WORK INSTRUCTION — Scan the listing below. Return every line containing the string "Aliya".

MATERIAL TO PROCESS —
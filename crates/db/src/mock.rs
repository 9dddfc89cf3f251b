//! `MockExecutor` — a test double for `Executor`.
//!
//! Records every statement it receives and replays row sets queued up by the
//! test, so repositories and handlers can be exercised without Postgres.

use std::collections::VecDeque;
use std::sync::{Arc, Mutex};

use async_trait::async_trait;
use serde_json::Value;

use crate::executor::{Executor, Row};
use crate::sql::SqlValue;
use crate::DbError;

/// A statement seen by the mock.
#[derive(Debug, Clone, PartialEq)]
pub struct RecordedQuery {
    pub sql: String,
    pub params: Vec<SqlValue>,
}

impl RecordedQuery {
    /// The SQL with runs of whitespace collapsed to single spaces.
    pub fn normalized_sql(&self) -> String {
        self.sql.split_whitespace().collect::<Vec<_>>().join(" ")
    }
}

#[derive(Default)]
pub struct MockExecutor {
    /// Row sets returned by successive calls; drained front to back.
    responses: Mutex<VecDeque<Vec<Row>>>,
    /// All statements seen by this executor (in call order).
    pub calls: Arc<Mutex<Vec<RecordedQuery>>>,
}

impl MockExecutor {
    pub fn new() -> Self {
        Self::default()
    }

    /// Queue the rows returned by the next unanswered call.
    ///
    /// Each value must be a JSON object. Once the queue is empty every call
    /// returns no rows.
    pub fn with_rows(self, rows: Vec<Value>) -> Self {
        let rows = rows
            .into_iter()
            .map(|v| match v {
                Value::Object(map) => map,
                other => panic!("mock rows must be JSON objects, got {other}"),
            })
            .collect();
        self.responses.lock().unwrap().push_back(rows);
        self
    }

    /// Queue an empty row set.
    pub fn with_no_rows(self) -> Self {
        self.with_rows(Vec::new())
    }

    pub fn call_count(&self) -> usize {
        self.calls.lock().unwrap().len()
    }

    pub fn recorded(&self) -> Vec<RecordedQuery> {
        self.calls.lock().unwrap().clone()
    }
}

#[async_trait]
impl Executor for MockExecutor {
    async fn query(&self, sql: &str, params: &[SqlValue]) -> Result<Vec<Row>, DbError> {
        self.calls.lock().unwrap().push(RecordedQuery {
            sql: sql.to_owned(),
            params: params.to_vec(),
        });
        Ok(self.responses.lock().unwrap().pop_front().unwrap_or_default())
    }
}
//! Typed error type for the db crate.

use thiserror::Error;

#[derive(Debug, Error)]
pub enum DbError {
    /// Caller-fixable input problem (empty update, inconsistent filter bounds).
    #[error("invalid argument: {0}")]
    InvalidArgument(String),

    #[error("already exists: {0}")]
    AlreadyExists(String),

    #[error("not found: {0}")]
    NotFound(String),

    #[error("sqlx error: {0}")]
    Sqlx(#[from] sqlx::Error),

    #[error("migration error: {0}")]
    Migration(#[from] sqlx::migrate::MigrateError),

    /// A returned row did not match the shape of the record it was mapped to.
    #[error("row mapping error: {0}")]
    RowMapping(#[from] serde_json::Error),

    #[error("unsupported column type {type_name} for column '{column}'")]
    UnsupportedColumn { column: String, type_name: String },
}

* * *

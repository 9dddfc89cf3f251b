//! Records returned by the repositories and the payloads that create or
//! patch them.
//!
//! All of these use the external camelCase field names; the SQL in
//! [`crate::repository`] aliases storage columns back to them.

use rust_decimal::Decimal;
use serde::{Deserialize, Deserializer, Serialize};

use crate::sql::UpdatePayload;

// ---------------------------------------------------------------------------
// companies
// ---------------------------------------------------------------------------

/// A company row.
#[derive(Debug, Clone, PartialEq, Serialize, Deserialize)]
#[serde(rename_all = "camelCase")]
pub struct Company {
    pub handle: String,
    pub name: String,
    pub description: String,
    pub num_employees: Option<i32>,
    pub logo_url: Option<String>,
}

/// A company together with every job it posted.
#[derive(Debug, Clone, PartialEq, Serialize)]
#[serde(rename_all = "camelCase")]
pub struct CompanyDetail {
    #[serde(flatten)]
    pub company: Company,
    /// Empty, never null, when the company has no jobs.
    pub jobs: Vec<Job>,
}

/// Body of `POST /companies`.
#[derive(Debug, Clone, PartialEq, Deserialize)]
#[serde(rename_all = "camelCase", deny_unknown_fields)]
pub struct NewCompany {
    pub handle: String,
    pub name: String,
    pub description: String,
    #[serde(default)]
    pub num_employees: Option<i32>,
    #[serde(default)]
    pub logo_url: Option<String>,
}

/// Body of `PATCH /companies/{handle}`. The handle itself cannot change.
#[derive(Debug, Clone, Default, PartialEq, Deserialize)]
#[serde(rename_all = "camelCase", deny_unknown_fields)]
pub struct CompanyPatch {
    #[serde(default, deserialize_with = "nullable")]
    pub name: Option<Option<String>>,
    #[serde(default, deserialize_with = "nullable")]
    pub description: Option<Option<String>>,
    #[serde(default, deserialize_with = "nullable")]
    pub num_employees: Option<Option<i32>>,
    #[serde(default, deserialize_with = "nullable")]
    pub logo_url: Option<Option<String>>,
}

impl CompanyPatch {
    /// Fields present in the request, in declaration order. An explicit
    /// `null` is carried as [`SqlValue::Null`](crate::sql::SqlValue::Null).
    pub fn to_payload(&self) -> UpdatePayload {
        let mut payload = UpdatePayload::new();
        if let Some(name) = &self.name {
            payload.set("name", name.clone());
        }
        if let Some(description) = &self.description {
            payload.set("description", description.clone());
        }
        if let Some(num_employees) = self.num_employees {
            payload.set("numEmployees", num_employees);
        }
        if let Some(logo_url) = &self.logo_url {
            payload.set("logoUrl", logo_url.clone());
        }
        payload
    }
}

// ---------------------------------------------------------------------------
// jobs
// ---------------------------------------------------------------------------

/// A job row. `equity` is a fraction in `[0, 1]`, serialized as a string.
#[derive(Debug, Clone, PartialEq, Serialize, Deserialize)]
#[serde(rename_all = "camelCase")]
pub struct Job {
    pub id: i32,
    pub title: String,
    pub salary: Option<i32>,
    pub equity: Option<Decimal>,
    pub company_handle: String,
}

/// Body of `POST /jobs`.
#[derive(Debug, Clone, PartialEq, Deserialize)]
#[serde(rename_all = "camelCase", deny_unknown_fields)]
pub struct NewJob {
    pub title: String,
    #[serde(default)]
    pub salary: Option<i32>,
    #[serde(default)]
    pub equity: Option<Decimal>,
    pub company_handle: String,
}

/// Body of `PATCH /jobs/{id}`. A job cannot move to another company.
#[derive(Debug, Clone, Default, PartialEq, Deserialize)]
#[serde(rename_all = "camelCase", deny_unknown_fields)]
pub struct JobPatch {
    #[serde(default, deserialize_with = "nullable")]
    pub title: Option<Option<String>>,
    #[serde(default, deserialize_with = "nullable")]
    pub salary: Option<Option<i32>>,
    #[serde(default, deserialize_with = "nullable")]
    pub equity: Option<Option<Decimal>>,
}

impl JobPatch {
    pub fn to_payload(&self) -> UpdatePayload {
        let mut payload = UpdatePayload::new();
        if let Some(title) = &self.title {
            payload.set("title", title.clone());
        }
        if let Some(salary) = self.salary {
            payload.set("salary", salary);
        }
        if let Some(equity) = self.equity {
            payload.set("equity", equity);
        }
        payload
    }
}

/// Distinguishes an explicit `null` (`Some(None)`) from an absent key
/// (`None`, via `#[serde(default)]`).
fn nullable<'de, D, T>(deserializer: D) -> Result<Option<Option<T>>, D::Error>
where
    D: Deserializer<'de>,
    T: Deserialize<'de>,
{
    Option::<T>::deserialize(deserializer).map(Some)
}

--

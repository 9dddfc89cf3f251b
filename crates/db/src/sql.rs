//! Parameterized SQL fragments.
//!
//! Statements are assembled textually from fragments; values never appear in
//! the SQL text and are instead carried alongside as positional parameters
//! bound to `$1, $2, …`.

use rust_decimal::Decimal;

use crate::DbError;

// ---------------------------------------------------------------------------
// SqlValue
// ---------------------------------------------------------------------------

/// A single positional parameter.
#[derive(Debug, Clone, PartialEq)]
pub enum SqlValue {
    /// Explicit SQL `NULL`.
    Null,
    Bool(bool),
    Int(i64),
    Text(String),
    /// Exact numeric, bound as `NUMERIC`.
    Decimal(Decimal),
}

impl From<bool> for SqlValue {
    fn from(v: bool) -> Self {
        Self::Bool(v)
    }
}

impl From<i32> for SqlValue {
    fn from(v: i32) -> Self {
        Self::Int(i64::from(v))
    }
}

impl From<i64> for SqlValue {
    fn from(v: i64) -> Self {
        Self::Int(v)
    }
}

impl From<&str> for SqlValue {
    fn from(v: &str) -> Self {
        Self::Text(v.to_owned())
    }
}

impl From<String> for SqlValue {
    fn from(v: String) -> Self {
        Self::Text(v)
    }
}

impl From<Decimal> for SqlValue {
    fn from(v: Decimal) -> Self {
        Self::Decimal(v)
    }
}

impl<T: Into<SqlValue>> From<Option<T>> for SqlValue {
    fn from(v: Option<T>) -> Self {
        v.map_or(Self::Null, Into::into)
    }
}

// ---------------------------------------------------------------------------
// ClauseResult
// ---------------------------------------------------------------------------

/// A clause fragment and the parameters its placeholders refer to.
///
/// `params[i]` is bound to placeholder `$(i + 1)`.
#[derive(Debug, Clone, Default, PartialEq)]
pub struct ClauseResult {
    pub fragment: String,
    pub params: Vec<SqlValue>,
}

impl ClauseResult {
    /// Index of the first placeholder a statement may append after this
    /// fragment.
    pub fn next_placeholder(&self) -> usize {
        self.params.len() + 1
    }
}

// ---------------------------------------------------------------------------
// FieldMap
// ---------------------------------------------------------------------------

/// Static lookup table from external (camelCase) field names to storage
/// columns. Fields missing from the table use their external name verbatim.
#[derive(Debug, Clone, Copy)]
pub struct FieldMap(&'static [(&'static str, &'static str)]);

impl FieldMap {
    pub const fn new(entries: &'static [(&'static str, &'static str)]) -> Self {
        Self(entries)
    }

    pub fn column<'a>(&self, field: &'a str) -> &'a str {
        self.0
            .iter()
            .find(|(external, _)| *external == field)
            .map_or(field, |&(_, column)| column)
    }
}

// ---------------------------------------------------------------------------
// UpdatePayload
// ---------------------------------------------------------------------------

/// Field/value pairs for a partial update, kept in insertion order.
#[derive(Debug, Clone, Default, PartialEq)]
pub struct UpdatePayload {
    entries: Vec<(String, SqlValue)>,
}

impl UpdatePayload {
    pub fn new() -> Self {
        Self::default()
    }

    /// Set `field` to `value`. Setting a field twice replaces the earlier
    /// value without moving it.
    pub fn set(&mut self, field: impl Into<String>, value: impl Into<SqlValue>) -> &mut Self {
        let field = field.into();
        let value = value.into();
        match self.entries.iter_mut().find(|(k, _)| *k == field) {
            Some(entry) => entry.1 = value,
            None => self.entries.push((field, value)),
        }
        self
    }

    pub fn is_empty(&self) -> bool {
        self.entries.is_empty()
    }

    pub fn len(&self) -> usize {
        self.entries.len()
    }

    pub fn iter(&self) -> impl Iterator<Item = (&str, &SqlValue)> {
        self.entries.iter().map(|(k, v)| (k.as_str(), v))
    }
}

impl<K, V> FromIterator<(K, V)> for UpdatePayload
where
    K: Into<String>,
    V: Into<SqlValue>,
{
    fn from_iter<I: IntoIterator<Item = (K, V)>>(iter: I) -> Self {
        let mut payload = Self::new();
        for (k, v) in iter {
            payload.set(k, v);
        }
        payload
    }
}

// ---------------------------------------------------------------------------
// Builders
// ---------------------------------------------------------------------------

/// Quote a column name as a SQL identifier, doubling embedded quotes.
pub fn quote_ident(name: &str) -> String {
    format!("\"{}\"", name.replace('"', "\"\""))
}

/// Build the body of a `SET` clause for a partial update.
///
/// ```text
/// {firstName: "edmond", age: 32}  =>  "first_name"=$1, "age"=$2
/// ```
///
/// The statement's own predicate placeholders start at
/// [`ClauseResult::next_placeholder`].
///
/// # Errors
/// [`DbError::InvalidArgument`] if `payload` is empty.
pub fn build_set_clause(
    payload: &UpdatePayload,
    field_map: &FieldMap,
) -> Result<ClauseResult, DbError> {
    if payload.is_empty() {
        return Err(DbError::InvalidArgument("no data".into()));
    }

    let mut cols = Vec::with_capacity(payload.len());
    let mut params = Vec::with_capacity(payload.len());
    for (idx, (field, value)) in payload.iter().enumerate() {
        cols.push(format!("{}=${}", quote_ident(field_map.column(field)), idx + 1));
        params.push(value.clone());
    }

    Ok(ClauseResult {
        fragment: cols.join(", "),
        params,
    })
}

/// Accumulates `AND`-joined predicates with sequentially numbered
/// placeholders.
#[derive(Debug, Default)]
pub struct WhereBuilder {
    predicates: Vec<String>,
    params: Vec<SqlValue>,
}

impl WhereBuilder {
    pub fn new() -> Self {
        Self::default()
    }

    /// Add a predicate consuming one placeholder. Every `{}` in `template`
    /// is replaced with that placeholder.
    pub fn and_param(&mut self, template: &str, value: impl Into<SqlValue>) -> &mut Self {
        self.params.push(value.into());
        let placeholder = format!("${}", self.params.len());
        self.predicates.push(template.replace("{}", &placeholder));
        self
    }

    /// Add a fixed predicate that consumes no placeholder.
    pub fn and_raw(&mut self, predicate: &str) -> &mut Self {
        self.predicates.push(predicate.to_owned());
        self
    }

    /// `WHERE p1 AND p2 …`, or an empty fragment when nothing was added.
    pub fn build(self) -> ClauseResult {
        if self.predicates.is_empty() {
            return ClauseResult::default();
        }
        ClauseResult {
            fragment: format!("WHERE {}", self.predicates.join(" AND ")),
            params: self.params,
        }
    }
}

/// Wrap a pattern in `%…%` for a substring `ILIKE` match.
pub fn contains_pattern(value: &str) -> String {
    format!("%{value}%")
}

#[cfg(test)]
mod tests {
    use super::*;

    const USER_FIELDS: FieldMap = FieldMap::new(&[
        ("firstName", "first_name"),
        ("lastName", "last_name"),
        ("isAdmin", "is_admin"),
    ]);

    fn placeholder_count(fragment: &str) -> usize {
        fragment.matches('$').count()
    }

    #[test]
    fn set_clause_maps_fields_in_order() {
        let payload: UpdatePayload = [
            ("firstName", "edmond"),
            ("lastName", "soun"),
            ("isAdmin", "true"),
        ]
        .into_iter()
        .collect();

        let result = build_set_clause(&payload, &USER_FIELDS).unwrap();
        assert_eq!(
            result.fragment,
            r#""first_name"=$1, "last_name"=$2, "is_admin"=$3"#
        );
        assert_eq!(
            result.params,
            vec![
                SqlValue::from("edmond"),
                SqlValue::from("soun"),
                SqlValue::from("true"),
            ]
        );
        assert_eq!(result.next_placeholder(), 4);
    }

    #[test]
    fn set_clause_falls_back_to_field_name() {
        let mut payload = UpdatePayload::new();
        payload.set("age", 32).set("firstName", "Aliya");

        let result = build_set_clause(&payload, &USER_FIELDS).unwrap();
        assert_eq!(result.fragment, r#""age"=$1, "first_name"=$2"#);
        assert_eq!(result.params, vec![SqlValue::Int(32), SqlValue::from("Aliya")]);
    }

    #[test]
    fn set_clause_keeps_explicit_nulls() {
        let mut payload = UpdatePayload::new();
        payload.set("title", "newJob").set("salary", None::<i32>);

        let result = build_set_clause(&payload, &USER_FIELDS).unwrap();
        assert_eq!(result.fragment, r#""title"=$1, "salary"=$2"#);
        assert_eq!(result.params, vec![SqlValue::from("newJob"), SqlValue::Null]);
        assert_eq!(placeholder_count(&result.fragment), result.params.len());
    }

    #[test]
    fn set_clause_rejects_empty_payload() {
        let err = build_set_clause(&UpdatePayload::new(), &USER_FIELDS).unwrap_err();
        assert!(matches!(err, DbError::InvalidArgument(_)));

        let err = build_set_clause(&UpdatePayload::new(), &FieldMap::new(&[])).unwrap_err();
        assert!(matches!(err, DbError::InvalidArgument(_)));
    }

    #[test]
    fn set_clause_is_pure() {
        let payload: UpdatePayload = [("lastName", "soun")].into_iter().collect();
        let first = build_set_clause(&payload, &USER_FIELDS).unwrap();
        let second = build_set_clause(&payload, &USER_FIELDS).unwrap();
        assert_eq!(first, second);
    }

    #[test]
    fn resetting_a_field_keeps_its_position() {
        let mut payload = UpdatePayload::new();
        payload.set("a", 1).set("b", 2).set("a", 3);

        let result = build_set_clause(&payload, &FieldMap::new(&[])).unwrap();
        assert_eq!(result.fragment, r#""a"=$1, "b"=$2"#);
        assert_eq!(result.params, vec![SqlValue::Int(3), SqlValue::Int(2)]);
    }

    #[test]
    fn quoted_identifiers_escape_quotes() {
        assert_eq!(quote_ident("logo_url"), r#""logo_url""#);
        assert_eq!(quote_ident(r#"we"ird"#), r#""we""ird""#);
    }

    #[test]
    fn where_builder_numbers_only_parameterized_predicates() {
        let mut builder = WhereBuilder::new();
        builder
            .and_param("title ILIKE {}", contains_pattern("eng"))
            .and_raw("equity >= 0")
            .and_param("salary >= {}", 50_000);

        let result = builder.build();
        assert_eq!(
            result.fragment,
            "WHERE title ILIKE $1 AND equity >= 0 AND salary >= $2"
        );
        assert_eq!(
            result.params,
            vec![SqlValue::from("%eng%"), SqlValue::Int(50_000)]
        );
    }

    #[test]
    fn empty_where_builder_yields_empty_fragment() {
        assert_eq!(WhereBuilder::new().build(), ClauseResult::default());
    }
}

ANSWER TO THIS EXERCISE —
        payload.set("age", 32).set("firstName", "Aliya");
        assert_eq!(result.params, vec![SqlValue::Int(32), SqlValue::from("Aliya")]);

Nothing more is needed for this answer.